▶ **Work to complete**:
Below are the records; copy each line in them that holds the word "PlanFootprint".

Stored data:
>>>>
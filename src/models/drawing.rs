//! Drawing coordinate model.
//!
//! All values are millimetres in an architectural frame: x grows rightward
//! from the left edge of the cabinet row, y grows upward from the floor.
//! The plan view reuses the same types with y measured out from the wall.

use chrono::{DateTime, Utc};
use serde::{Deserialize, Serialize};
use std::collections::BTreeMap;

use crate::models::design::{DesignCategory, EquipmentKind};

/// Axis-aligned rectangle anchored at its bottom-left corner.
#[derive(Debug, Clone, Copy, PartialEq, Serialize, Deserialize, Default)]
pub struct Rect {
    /// Left edge
    pub x: f64,
    /// Bottom edge
    pub y: f64,
    /// Width
    pub width: f64,
    /// Height
    pub height: f64,
}

impl Rect {
    /// Creates a rectangle.
    #[must_use]
    pub const fn new(x: f64, y: f64, width: f64, height: f64) -> Self {
        Self {
            x,
            y,
            width,
            height,
        }
    }

    /// Right edge.
    #[must_use]
    pub fn right(&self) -> f64 {
        self.x + self.width
    }

    /// Top edge.
    #[must_use]
    pub fn top(&self) -> f64 {
        self.y + self.height
    }

    /// Centre point.
    #[must_use]
    pub fn center(&self) -> Point {
        Point::new(self.x + self.width / 2.0, self.y + self.height / 2.0)
    }

    /// The four sides as lines: bottom, right, top, left.
    #[must_use]
    pub fn edges(&self) -> [Line; 4] {
        let (l, b, r, t) = (self.x, self.y, self.right(), self.top());
        [
            Line::new(l, b, r, b),
            Line::new(r, b, r, t),
            Line::new(r, t, l, t),
            Line::new(l, t, l, b),
        ]
    }
}

/// Straight segment.
#[derive(Debug, Clone, Copy, PartialEq, Serialize, Deserialize, Default)]
pub struct Line {
    /// Start x
    pub x1: f64,
    /// Start y
    pub y1: f64,
    /// End x
    pub x2: f64,
    /// End y
    pub y2: f64,
}

impl Line {
    /// Creates a line.
    #[must_use]
    pub const fn new(x1: f64, y1: f64, x2: f64, y2: f64) -> Self {
        Self { x1, y1, x2, y2 }
    }
}

/// A location.
#[derive(Debug, Clone, Copy, PartialEq, Serialize, Deserialize, Default)]
pub struct Point {
    /// x coordinate
    pub x: f64,
    /// y coordinate
    pub y: f64,
}

impl Point {
    /// Creates a point.
    #[must_use]
    pub const fn new(x: f64, y: f64) -> Self {
        Self { x, y }
    }
}

/// Annotated measurement between two points.
#[derive(Debug, Clone, PartialEq, Serialize, Deserialize)]
pub struct DimensionLine {
    /// Start of the measured span
    pub start: Point,
    /// End of the measured span
    pub end: Point,
    /// Measured value
    pub value: f64,
    /// Unit label (always "mm" here)
    pub unit: String,
    /// Optional description (e.g., "W", "Lower")
    #[serde(default, skip_serializing_if = "Option::is_none")]
    pub label: Option<String>,
}

impl DimensionLine {
    /// Horizontal dimension from `x1` to `x2` drawn at height `y`.
    #[must_use]
    pub fn horizontal(x1: f64, x2: f64, y: f64, label: Option<&str>) -> Self {
        Self {
            start: Point::new(x1, y),
            end: Point::new(x2, y),
            value: round_mm((x2 - x1).abs()),
            unit: "mm".to_string(),
            label: label.map(str::to_string),
        }
    }

    /// Vertical dimension from `y1` to `y2` drawn at offset `x`.
    #[must_use]
    pub fn vertical(y1: f64, y2: f64, x: f64, label: Option<&str>) -> Self {
        Self {
            start: Point::new(x, y1),
            end: Point::new(x, y2),
            value: round_mm((y2 - y1).abs()),
            unit: "mm".to_string(),
            label: label.map(str::to_string),
        }
    }

    /// Whether the span runs mostly along x.
    #[must_use]
    pub fn is_horizontal(&self) -> bool {
        (self.end.x - self.start.x).abs() >= (self.end.y - self.start.y).abs()
    }
}

/// Rounds to one decimal place, enough for 2.7 mm backs.
fn round_mm(value: f64) -> f64 {
    (value * 10.0).round() / 10.0
}

/// Tier a cabinet belongs to.
#[derive(Debug, Clone, Copy, PartialEq, Eq, Serialize, Deserialize)]
#[serde(rename_all = "snake_case")]
pub enum Tier {
    /// Base cabinets
    Lower,
    /// Wall cabinets
    Upper,
}

/// Cabinet carcass outline in the front view.
#[derive(Debug, Clone, PartialEq, Serialize, Deserialize)]
pub struct CabinetOutline {
    /// Cabinet reference shared with the BOM (e.g., "L1")
    pub cabinet_ref: String,
    /// Tier
    pub tier: Tier,
    /// Outline
    pub rect: Rect,
}

/// Front kind.
#[derive(Debug, Clone, Copy, PartialEq, Eq, Serialize, Deserialize)]
#[serde(rename_all = "snake_case")]
pub enum FrontKind {
    /// Hinged door
    Door,
    /// Drawer front
    Drawer,
}

/// A door or drawer front in the front view.
#[derive(Debug, Clone, PartialEq, Serialize, Deserialize)]
pub struct FrontPanel {
    /// Owning cabinet
    pub cabinet_ref: String,
    /// Door or drawer
    pub kind: FrontKind,
    /// Front outline
    pub rect: Rect,
}

/// Hardware icon kind.
#[derive(Debug, Clone, Copy, PartialEq, Eq, Serialize, Deserialize)]
#[serde(rename_all = "snake_case")]
pub enum HardwareKind {
    /// Hinge cup
    Hinge,
    /// Door or drawer handle
    Handle,
    /// Drawer rail
    Rail,
}

/// Hardware location in the front view.
#[derive(Debug, Clone, PartialEq, Serialize, Deserialize)]
pub struct HardwareMark {
    /// Hardware kind
    pub kind: HardwareKind,
    /// Location
    pub position: Point,
    /// Owning cabinet
    pub cabinet_ref: String,
}

/// Elevation of the whole run.
#[derive(Debug, Clone, PartialEq, Serialize, Deserialize, Default)]
pub struct FrontView {
    /// Total drawn width
    pub width: f64,
    /// Total drawn height
    pub height: f64,
    /// Carcass outlines
    pub cabinets: Vec<CabinetOutline>,
    /// Door and drawer fronts
    pub fronts: Vec<FrontPanel>,
    /// Hinges, handles and rails
    pub hardware: Vec<HardwareMark>,
    /// Countertop slab
    #[serde(default, skip_serializing_if = "Option::is_none")]
    pub countertop: Option<Rect>,
    /// Crown molding
    #[serde(default, skip_serializing_if = "Option::is_none")]
    pub molding: Option<Rect>,
    /// Baseboard (toe kick)
    #[serde(default, skip_serializing_if = "Option::is_none")]
    pub baseboard: Option<Rect>,
    /// Dimension annotations
    pub dimensions: Vec<DimensionLine>,
}

/// Part of the side cross-section.
#[derive(Debug, Clone, Copy, PartialEq, Eq, Serialize, Deserialize)]
#[serde(rename_all = "snake_case")]
pub enum SectionPartKind {
    /// Side panel edge
    SidePanel,
    /// Bottom board
    BottomBoard,
    /// Back panel
    BackPanel,
    /// Shelf
    Shelf,
    /// Countertop
    Countertop,
}

/// One labelled rectangle of the cross-section.
#[derive(Debug, Clone, PartialEq, Serialize, Deserialize)]
pub struct SectionPart {
    /// Part kind
    pub kind: SectionPartKind,
    /// Outline (x = depth from the front)
    pub rect: Rect,
}

/// Cross-section through a representative cabinet.
#[derive(Debug, Clone, PartialEq, Serialize, Deserialize, Default)]
pub struct SideView {
    /// Cabinet depth
    pub depth: f64,
    /// Carcass body height
    pub body_height: f64,
    /// Section parts
    pub parts: Vec<SectionPart>,
    /// Dimension annotations
    pub dimensions: Vec<DimensionLine>,
}

/// Cabinet footprint in the plan view.
#[derive(Debug, Clone, PartialEq, Serialize, Deserialize)]
pub struct PlanFootprint {
    /// Cabinet reference
    pub cabinet_ref: String,
    /// Tier
    pub tier: Tier,
    /// Footprint (y = distance from the wall)
    pub rect: Rect,
}

/// Top-down view of the run.
#[derive(Debug, Clone, PartialEq, Serialize, Deserialize, Default)]
pub struct PlanView {
    /// Total drawn width
    pub width: f64,
    /// Total drawn depth
    pub depth: f64,
    /// Cabinet footprints
    pub cabinets: Vec<PlanFootprint>,
    /// Countertop footprint
    #[serde(default, skip_serializing_if = "Option::is_none")]
    pub countertop: Option<Rect>,
    /// Dimension annotations
    pub dimensions: Vec<DimensionLine>,
}

/// The three architectural views.
#[derive(Debug, Clone, PartialEq, Serialize, Deserialize, Default)]
pub struct CommonViews {
    /// Elevation
    pub front_view: FrontView,
    /// Cross-section
    pub side_view: SideView,
    /// Plan
    pub plan_view: PlanView,
}

/// One cut panel in the manufacturing sheet.
#[derive(Debug, Clone, PartialEq, Serialize, Deserialize)]
pub struct PanelDetail {
    /// Source BOM line
    pub bom_id: String,
    /// Part name
    pub name: String,
    /// Material label
    pub material: String,
    /// Thickness
    pub thickness: f64,
    /// Pieces to cut
    pub quantity: u32,
    /// Grid column (0-2)
    pub column: usize,
    /// Grid row
    pub row: usize,
    /// Panel outline at its grid position
    pub rect: Rect,
    /// Width and height annotations
    pub dimensions: Vec<DimensionLine>,
    /// Edge banding (four sides for fronts, none for boards)
    pub edge_banding: Vec<Line>,
}

/// Flat cut-sheet layout.
#[derive(Debug, Clone, PartialEq, Serialize, Deserialize, Default)]
pub struct ManufacturingLayout {
    /// Panels in BOM order
    pub panels: Vec<PanelDetail>,
    /// Cabinet reference to BOM ids
    pub bom_references: BTreeMap<String, Vec<String>>,
}

/// Utility kind.
#[derive(Debug, Clone, Copy, PartialEq, Eq, Serialize, Deserialize)]
#[serde(rename_all = "snake_case")]
pub enum UtilityKind {
    /// Water supply / drain
    Water,
    /// Exhaust duct
    Exhaust,
    /// Gas pipe
    Gas,
}

impl UtilityKind {
    /// One-letter glyph for the marker.
    #[must_use]
    pub const fn glyph(self) -> &'static str {
        match self {
            Self::Water => "W",
            Self::Exhaust => "E",
            Self::Gas => "G",
        }
    }

    /// Marker label.
    #[must_use]
    pub const fn label(self) -> &'static str {
        match self {
            Self::Water => "Water",
            Self::Exhaust => "Exhaust",
            Self::Gas => "Gas",
        }
    }
}

/// Utility connection on the wall.
#[derive(Debug, Clone, PartialEq, Serialize, Deserialize)]
pub struct UtilityMarker {
    /// Utility kind
    pub kind: UtilityKind,
    /// Position on the wall
    pub position: Point,
}

/// Footprint reserved for equipment.
#[derive(Debug, Clone, PartialEq, Serialize, Deserialize)]
pub struct EquipmentZone {
    /// Equipment kind
    pub kind: EquipmentKind,
    /// Zone on the wall elevation
    pub rect: Rect,
}

/// Area to keep free in front of the cabinets.
#[derive(Debug, Clone, PartialEq, Serialize, Deserialize)]
pub struct ClearanceZone {
    /// Zone on the wall elevation
    pub rect: Rect,
    /// Door swing allowance in front of the row
    pub swing_depth: f64,
    /// Description
    pub label: String,
}

/// Tile grid over the wall.
#[derive(Debug, Clone, PartialEq, Serialize, Deserialize)]
pub struct TileGrid {
    /// Tile type
    pub tile_type: String,
    /// Tile width
    pub tile_width: f64,
    /// Tile height
    pub tile_height: f64,
    /// Columns (ceil)
    pub cols: u32,
    /// Rows (ceil)
    pub rows: u32,
}

/// Wall-relative installation layout.
#[derive(Debug, Clone, PartialEq, Serialize, Deserialize, Default)]
pub struct InstallationLayout {
    /// Wall outline
    pub wall: Rect,
    /// Tile grid, when the tile type is known
    #[serde(default, skip_serializing_if = "Option::is_none")]
    pub tile_grid: Option<TileGrid>,
    /// Detected utilities
    pub utility_markers: Vec<UtilityMarker>,
    /// Equipment footprints
    pub equipment_zones: Vec<EquipmentZone>,
    /// Clearance zones
    pub clearance_zones: Vec<ClearanceZone>,
}

/// Drawing metadata.
#[derive(Debug, Clone, PartialEq, Serialize, Deserialize)]
pub struct DrawingMetadata {
    /// Design category
    pub category: DesignCategory,
    /// Design style
    pub style: String,
    /// Generation time
    pub generated_at: DateTime<Utc>,
}

/// Output of the drawing generator.
#[derive(Debug, Clone, PartialEq, Serialize, Deserialize)]
pub struct DrawingData {
    /// Front, side and plan views
    pub common: CommonViews,
    /// Cut-sheet layout
    pub manufacturing: ManufacturingLayout,
    /// Wall layout
    pub installation: InstallationLayout,
    /// Metadata
    pub metadata: DrawingMetadata,
}

#[cfg(test)]
mod tests {
    use super::*;

    #[test]
    fn test_rect_edges_are_closed() {
        let rect = Rect::new(10.0, 20.0, 100.0, 50.0);
        let edges = rect.edges();
        for pair in edges.windows(2) {
            assert!((pair[0].x2 - pair[1].x1).abs() < f64::EPSILON);
            assert!((pair[0].y2 - pair[1].y1).abs() < f64::EPSILON);
        }
        assert!((edges[3].x2 - edges[0].x1).abs() < f64::EPSILON);
        assert!((edges[3].y2 - edges[0].y1).abs() < f64::EPSILON);
    }

    #[test]
    fn test_dimension_value_and_orientation() {
        let dim = DimensionLine::horizontal(0.0, 800.0, -80.0, None);
        assert!((dim.value - 800.0).abs() < f64::EPSILON);
        assert!(dim.is_horizontal());

        let dim = DimensionLine::vertical(150.0, 870.0, -80.0, Some("Lower"));
        assert!((dim.value - 720.0).abs() < f64::EPSILON);
        assert!(!dim.is_horizontal());
        assert_eq!(dim.label.as_deref(), Some("Lower"));
    }

    #[test]
    fn test_dimension_keeps_fractional_thickness() {
        let dim = DimensionLine::horizontal(577.3, 580.0, 900.0, None);
        assert!((dim.value - 2.7).abs() < 1e-9);
    }
}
<<<<
▶ **Solution below**:
pub struct PlanFootprint {
    pub cabinets: Vec<PlanFootprint>,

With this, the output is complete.